Glenn County regulates tree trimming mainly where it affects roads and neighbors. Trimming or cutting any tree within a county road right-of-way requires an encroachment permit (Code 15.12.010). On private property, the nuisance code requires trees be kept clear seven feet over sidewalks and fourteen feet over streets, and low branches that block road-intersection visibility are a nuisance.
Unincorporated Glenn County has no general private-property tree-removal permit or heritage-tree ordinance. The county's only tree-removal permitting is for trees in a county road right-of-way: removing, cutting down or destroying any tree there requires an encroachment permit and is otherwise a misdemeanor (Code 15.12.010). Removing trees on your own land is generally not regulated by the county.
Glenn County has a real weed-abatement ordinance: Glenn County Code Chapter 7.28 (Weed Control), adopted under California Health & Safety Code 14930-14931 and amended by Ordinance 1334 in 2025. It declares overgrown, dry or hazardous weeds, brush, rubbish and noxious vegetation a public nuisance, lets the county notice and abate them, and recovers abatement costs as a property lien.

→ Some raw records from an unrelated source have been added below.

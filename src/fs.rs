//! Filesystem seam.
//!
//! The resolver, asset pipeline and page builder only touch disk through [`FileSystem`], so
//! tests can run against [`MemoryFileSystem`].

use crate::error::{BuildError, BuildResult};
use std::collections::BTreeMap;
use std::io;
use std::path::{Path, PathBuf};
use std::sync::RwLock;
use walkdir::WalkDir;

pub trait FileSystem: Send + Sync {
    fn read(&self, path: &Path) -> io::Result<Vec<u8>>;

    /// Writes `bytes`, creating parent directories as needed.
    fn write(&self, path: &Path, bytes: &[u8]) -> io::Result<()>;

    fn exists(&self, path: &Path) -> bool;

    fn is_file(&self, path: &Path) -> bool;

    fn rename(&self, from: &Path, to: &Path) -> io::Result<()>;

    fn remove_file(&self, path: &Path) -> io::Result<()>;

    /// Every file below `dir`, recursively, in sorted order.
    fn list_files(&self, dir: &Path) -> io::Result<Vec<PathBuf>>;

    fn read_to_string(&self, path: &Path) -> io::Result<String> {
        let bytes = self.read(path)?;
        String::from_utf8(bytes).map_err(|e| io::Error::new(io::ErrorKind::InvalidData, e))
    }
}

/// Read a module source, mapping a missing file to [`BuildError::FileNotFound`].
pub fn read_source(
    fs: &dyn FileSystem,
    path: &Path,
    referenced_from: Option<&Path>,
) -> BuildResult<String> {
    fs.read_to_string(path).map_err(|e| match e.kind() {
        io::ErrorKind::NotFound => BuildError::FileNotFound {
            path: path.to_path_buf(),
            referenced_from: referenced_from.map(Path::to_path_buf),
        },
        _ => BuildError::io(path, e),
    })
}

// ═══════════════════════════════════════════════════════════════════════════════
// OS FILESYSTEM
// ═══════════════════════════════════════════════════════════════════════════════

#[derive(Debug, Default, Clone, Copy)]
pub struct OsFileSystem;

impl FileSystem for OsFileSystem {
    fn read(&self, path: &Path) -> io::Result<Vec<u8>> {
        std::fs::read(path)
    }

    fn write(&self, path: &Path, bytes: &[u8]) -> io::Result<()> {
        if let Some(parent) = path.parent() {
            if !parent.as_os_str().is_empty() {
                std::fs::create_dir_all(parent)?;
            }
        }
        std::fs::write(path, bytes)
    }

    fn exists(&self, path: &Path) -> bool {
        path.exists()
    }

    fn is_file(&self, path: &Path) -> bool {
        path.is_file()
    }

    fn rename(&self, from: &Path, to: &Path) -> io::Result<()> {
        std::fs::rename(from, to)
    }

    fn remove_file(&self, path: &Path) -> io::Result<()> {
        std::fs::remove_file(path)
    }

    fn list_files(&self, dir: &Path) -> io::Result<Vec<PathBuf>> {
        if !dir.is_dir() {
            return Err(not_found(dir));
        }
        let mut files = Vec::new();
        for entry in WalkDir::new(dir).follow_links(true).sort_by_file_name() {
            let entry = entry.map_err(io::Error::from)?;
            if entry.file_type().is_file() {
                files.push(entry.into_path());
            }
        }
        Ok(files)
    }
}

// ═══════════════════════════════════════════════════════════════════════════════
// MEMORY FILESYSTEM
// ═══════════════════════════════════════════════════════════════════════════════

/// In-memory files keyed by path. Directories exist implicitly as prefixes of file paths.
#[derive(Debug, Default)]
pub struct MemoryFileSystem {
    files: RwLock<BTreeMap<PathBuf, Vec<u8>>>,
}

impl MemoryFileSystem {
    pub fn new() -> Self {
        Self::default()
    }

    pub fn with_files<P, C>(files: impl IntoIterator<Item = (P, C)>) -> Self
    where
        P: Into<PathBuf>,
        C: Into<Vec<u8>>,
    {
        let fs = Self::new();
        for (path, contents) in files {
            fs.insert(path, contents);
        }
        fs
    }

    pub fn insert(&self, path: impl Into<PathBuf>, contents: impl Into<Vec<u8>>) {
        if let Ok(mut files) = self.files.write() {
            files.insert(path.into(), contents.into());
        }
    }

    pub fn paths(&self) -> Vec<PathBuf> {
        self.files
            .read()
            .map(|files| files.keys().cloned().collect())
            .unwrap_or_default()
    }
}

fn poisoned() -> io::Error {
    io::Error::new(io::ErrorKind::Other, "memory filesystem lock poisoned")
}

fn not_found(path: &Path) -> io::Error {
    io::Error::new(io::ErrorKind::NotFound, path.display().to_string())
}

impl FileSystem for MemoryFileSystem {
    fn read(&self, path: &Path) -> io::Result<Vec<u8>> {
        let files = self.files.read().map_err(|_| poisoned())?;
        files.get(path).cloned().ok_or_else(|| not_found(path))
    }

    fn write(&self, path: &Path, bytes: &[u8]) -> io::Result<()> {
        let mut files = self.files.write().map_err(|_| poisoned())?;
        files.insert(path.to_path_buf(), bytes.to_vec());
        Ok(())
    }

    fn exists(&self, path: &Path) -> bool {
        match self.files.read() {
            Ok(files) => files.keys().any(|p| p.starts_with(path)),
            Err(_) => false,
        }
    }

    fn is_file(&self, path: &Path) -> bool {
        match self.files.read() {
            Ok(files) => files.contains_key(path),
            Err(_) => false,
        }
    }

    fn rename(&self, from: &Path, to: &Path) -> io::Result<()> {
        let mut files = self.files.write().map_err(|_| poisoned())?;
        let bytes = files.remove(from).ok_or_else(|| not_found(from))?;
        files.insert(to.to_path_buf(), bytes);
        Ok(())
    }

    fn remove_file(&self, path: &Path) -> io::Result<()> {
        let mut files = self.files.write().map_err(|_| poisoned())?;
        files.remove(path).map(|_| ()).ok_or_else(|| not_found(path))
    }

    fn list_files(&self, dir: &Path) -> io::Result<Vec<PathBuf>> {
        let files = self.files.read().map_err(|_| poisoned())?;
        let found: Vec<PathBuf> = files.keys().filter(|p| p.starts_with(dir)).cloned().collect();
        if found.is_empty() {
            return Err(not_found(dir));
        }
        Ok(found)
    }
}

#[cfg(test)]
mod tests {
    use super::*;

    #[test]
    fn test_memory_fs_read_write() {
        let fs = MemoryFileSystem::new();
        fs.write(Path::new("/out/a/b.html"), b"<p></p>").unwrap();
        assert!(fs.is_file(Path::new("/out/a/b.html")));
        assert!(fs.exists(Path::new("/out/a")));
        assert!(!fs.is_file(Path::new("/out/a")));
        assert_eq!(fs.read(Path::new("/out/a/b.html")).unwrap(), b"<p></p>");
    }

    #[test]
    fn test_list_files_recurses_below_dir() {
        let fs = MemoryFileSystem::with_files([
            ("/pages/index.jsx", ""),
            ("/pages/blog/[slug].jsx", ""),
            ("/other/x.jsx", ""),
        ]);
        let files = fs.list_files(Path::new("/pages")).unwrap();
        assert_eq!(
            files,
            vec![PathBuf::from("/pages/blog/[slug].jsx"), PathBuf::from("/pages/index.jsx")]
        );
        assert!(fs.list_files(Path::new("/missing")).is_err());
    }

    #[test]
    fn test_os_list_files() {
        let dir = tempfile::tempdir().unwrap();
        let fs = OsFileSystem;
        fs.write(&dir.path().join("a/b.jsx"), b"").unwrap();
        fs.write(&dir.path().join("c.jsx"), b"").unwrap();
        let files = fs.list_files(dir.path()).unwrap();
        assert_eq!(files, vec![dir.path().join("a/b.jsx"), dir.path().join("c.jsx")]);
    }

    #[test]
    fn test_read_source_missing_reports_importer() {
        let fs = MemoryFileSystem::new();
        let err = read_source(&fs, Path::new("/x.jsx"), Some(Path::new("/page.jsx"))).unwrap_err();
        match err {
            BuildError::FileNotFound {
                path,
                referenced_from,
            } => {
                assert_eq!(path, PathBuf::from("/x.jsx"));
                assert_eq!(referenced_from, Some(PathBuf::from("/page.jsx")));
            }
            other => panic!("unexpected error: {other:?}"),
        }
    }

    #[test]
    fn test_os_fs_creates_parents() {
        let dir = tempfile::tempdir().unwrap();
        let target = dir.path().join("deep/nested/file.txt");
        OsFileSystem.write(&target, b"hi").unwrap();
        assert_eq!(std::fs::read(&target).unwrap(), b"hi");
    }
}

Unincorporated Glenn County has no county-run drought or lawn-watering program, but two layers of rules apply. The county nuisance code requires residential landscaping be watered enough to prevent fire-hazard dead lawns, except during imposed water rationing. Statewide, the California State Water Board's permanent water-waste prohibitions ban runoff, hosing pavement and nozzle-less car washing.
Unincorporated Glenn County has no ordinance on rainwater harvesting, rain barrels or cisterns; the terms do not appear in the county code. Collecting rooftop rainwater is governed by California state law, which broadly allows residential rain-barrel capture without a water-right permit and treats larger systems under the plumbing code.
Unincorporated Glenn County does not require, restrict or list native plants; there is no native-plant or drought-tolerant-landscaping mandate in the county code. New larger landscapes must follow California's Model Water Efficient Landscape Ordinance, and state law protects a homeowner's right to choose low-water and native plantings over a fining HOA.
Unincorporated Glenn County has no ordinance on artificial or synthetic turf; the terms do not appear in the county code as a regulated landscaping material. Installation is therefore generally allowed subject to normal building and drainage rules, and California state law protects a homeowner's right to install artificial turf over an objecting HOA.
Glenn County has adopted an SB 1383 organic-waste ordinance (Code Chapter 7.08, Article II.V) requiring residents and businesses to keep food scraps and yard/green waste out of the trash and use organics collection. The chapter also recognizes community composting and ties qualifying landscape projects to MWELO compost-and-mulch use. Backyard composting remains an allowed self-hauling alternative.